In fact, the example of “isolating information” from your content to stop spam and malware shouldn’t exactly reassure anyone that Microsoft has your best interests at heart. Microsoft has taken pains to remind us that Hotmail, once a haven for spam, has dramatically improved, in part by using algorithms to scan emails for malware and to use reputation to help isolate suspicious email.

But give credit where it’s due: Google, for its part, provides a ”dashboard” that summarizes what Google knows about you.

In reality, the dashboard is an extensive list of data reminding you that Google knows what restaurants you’ve reviewed on Maps, who you’ve called on Voice, sites that have been shared with you, who you most frequently email on Gmail, et cetera. Google also archives past iterations of its privacy policy, and provides extensive tools for managing the data it stores, also allowing you to delete or export the data.

Google’s one knock? If you don’t want to share content across services, Google offers you essentially the same choice as Microsoft: Don’t use it. The depth of data is a bit unsettling, but it’s comparatively easty to know what data Google is tapping into.

Microsoft does no such thing. In fact, I had to go back to 2010 to discover what data Microsoft’s online services collect, from an interview with Redmond Magazine.

“When Microsoft receives a Bing search query, we collect a number of pieces of information, including the search query provided, IP address, unique identifiers contained in cookies, browser configuration and the time and date of the search,“ Brendon Lynch told the magazine.

“As part of our privacy safeguards, search terms are stored separately from account information that could personally and directly identify an individual, such as e-mail address or phone number,“ Lynch added. "This helps protect against unauthorized correlation of these details.” Hotmail uses a similar policy, Lynch said.

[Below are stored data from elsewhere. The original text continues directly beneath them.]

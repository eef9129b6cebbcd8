//! # bridge-finalizer
//!
//! Finalizes cross-chain messages on their destination chain.
//!
//! Two relay flows are supported:
//!
//! - **CCTP v1**: extract the `MessageSent` payload from a source transaction,
//!   wait for Circle's attestation service to sign it, and submit
//!   `receiveMessage` on the chain named in the message header.
//! - **OP Stack withdrawals**: wait for an L2 to L1 withdrawal to become
//!   provable, prove it, wait out the challenge period, then finalize it.
//!
//! ## Quick Start (CCTP)
//!
//! ```rust,no_run
//! use bridge_finalizer::providers::{AlloyConnector, IrisAttestationProvider, TokioClock};
//! use bridge_finalizer::{CctpFinalizer, FinalizerConfig, FinalizerError, NetworkRegistry};
//!
//! # async fn example() -> Result<(), FinalizerError> {
//! let config = FinalizerConfig::from_env()?;
//!
//! let finalizer = CctpFinalizer::builder()
//!     .registry(NetworkRegistry::mainnet(&config.rpc)?)
//!     .connector(AlloyConnector::new(config.signer()?))
//!     .attestation_provider(IrisAttestationProvider::new(config.iris_api_url.clone())?)
//!     .clock(TokioClock)
//!     .polling(config.attestation_polling)
//!     .build();
//!
//! let tx_hash = "0x4b5a3f0e6bd9a6a9b8b1b4d5a1b2c3d4e5f60718293a4b5c6d7e8f9a0b1c2d3e".parse()?;
//! let outcome = finalizer.finalize("ethereum", tx_hash).await?;
//! println!("relayed to {}", outcome.destination.name);
//! # Ok(())
//! # }
//! ```
//!
//! ## Quick Start (OP Stack)
//!
//! ```rust,no_run
//! use bridge_finalizer::providers::{OpStackMessenger, TokioClock};
//! use bridge_finalizer::{FinalizerConfig, FinalizerError, OpStackFinalizer};
//!
//! # async fn example() -> Result<(), FinalizerError> {
//! let config = FinalizerConfig::from_env()?;
//! let messenger = OpStackMessenger::connect(&config.op_stack, config.signer()?)?;
//!
//! let finalizer = OpStackFinalizer::builder()
//!     .oracle(messenger.clone())
//!     .submitter(messenger)
//!     .clock(TokioClock)
//!     .polling(config.status_polling)
//!     .build();
//!
//! let tx_hash = "0x4b5a3f0e6bd9a6a9b8b1b4d5a1b2c3d4e5f60718293a4b5c6d7e8f9a0b1c2d3e".parse()?;
//! finalizer.prove(tx_hash, 0).await?;
//! finalizer.finalize(tx_hash, 0).await?;
//! # Ok(())
//! # }
//! ```
//!
//! ## Testing
//!
//! Every external dependency sits behind a trait in [`traits`], and
//! [`testing`] provides in-memory fakes for all of them, including a clock
//! that advances instantly on `sleep`.
//!
//! ## Public API
//!
//! - [`CctpFinalizer`] and [`OpStackFinalizer`] - the two relay flows
//! - [`AttestationPoller`] and [`MessageStatusTracker`] - their polling loops
//! - [`NetworkRegistry`] and [`ChainDescriptor`] - the chains a finalizer can reach
//! - [`FinalizerConfig`] - environment driven configuration
//! - [`FinalizerError`] and [`Result`] - error types for error handling

mod bridge;
mod chain;
mod config;
pub mod contracts;
mod error;
mod protocol;
pub mod providers;
pub mod testing;
pub mod traits;

pub use bridge::{
    AttestationPoller, CctpFinalizer, FinalizeOutcome, MessageStatusTracker, OpStackFinalizer,
    PollingConfig, StageOutcome, ATTESTATION_PATH_V1, IRIS_API, IRIS_API_SANDBOX,
};
pub use chain::{
    CctpV1, ChainDescriptor, NetworkRegistry, L2_TO_L1_MESSAGE_PASSER,
    OP_MAINNET_L1_CROSS_DOMAIN_MESSENGER, OP_MAINNET_OPTIMISM_PORTAL,
};
pub use config::{FinalizerConfig, OpStackConfig, RpcEndpoints};
pub use contracts::message_transmitter::MessageTransmitterContract;
pub use error::{FinalizerError, Result};
pub use protocol::{
    extract_message, resolve_destination, AttestationResponse, AttestationStatus, DomainId,
    InvalidDomainId, MessageHash, RawMessage, RelayStatus, SubmissionReceipt,
    MESSAGE_SENT_SIGNATURE,
};
pub use traits::{
    AttestationProvider, BlockchainProvider, ChainConnector, Clock, MessageSubmitter,
    StatusOracle, WithdrawalSubmitter,
};

// Public module for advanced users who need custom instrumentation
pub mod spans;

Here’s the problem: Microsoft’s “window” into its own data-collection practices shouldn’t be an online interview, but a comprehensive document.

This needs to change now. Microsoft does provide its own privacy policy, detailing how information is collected and used, and how people can manage their profiles. But greater transparency into what additional data Microsoft collects is essential, as is the right to manage it, or, at worst, delete it.

Microsoft needs to offer its own version of the Google Dashboard, and try to convince people that it has their best interests in mind.

Google has proven itself a master in convincing customers to trade their personal information for targeted advertising (that generates billions of dollars of revenue).

But Microsoft is gaining fast, and the company’s choice to slip in a change to its online services agreement over a holiday weekend already smacks of sleaze. Unless the company does a better job of disclosing what information it collects, people might want to stay away.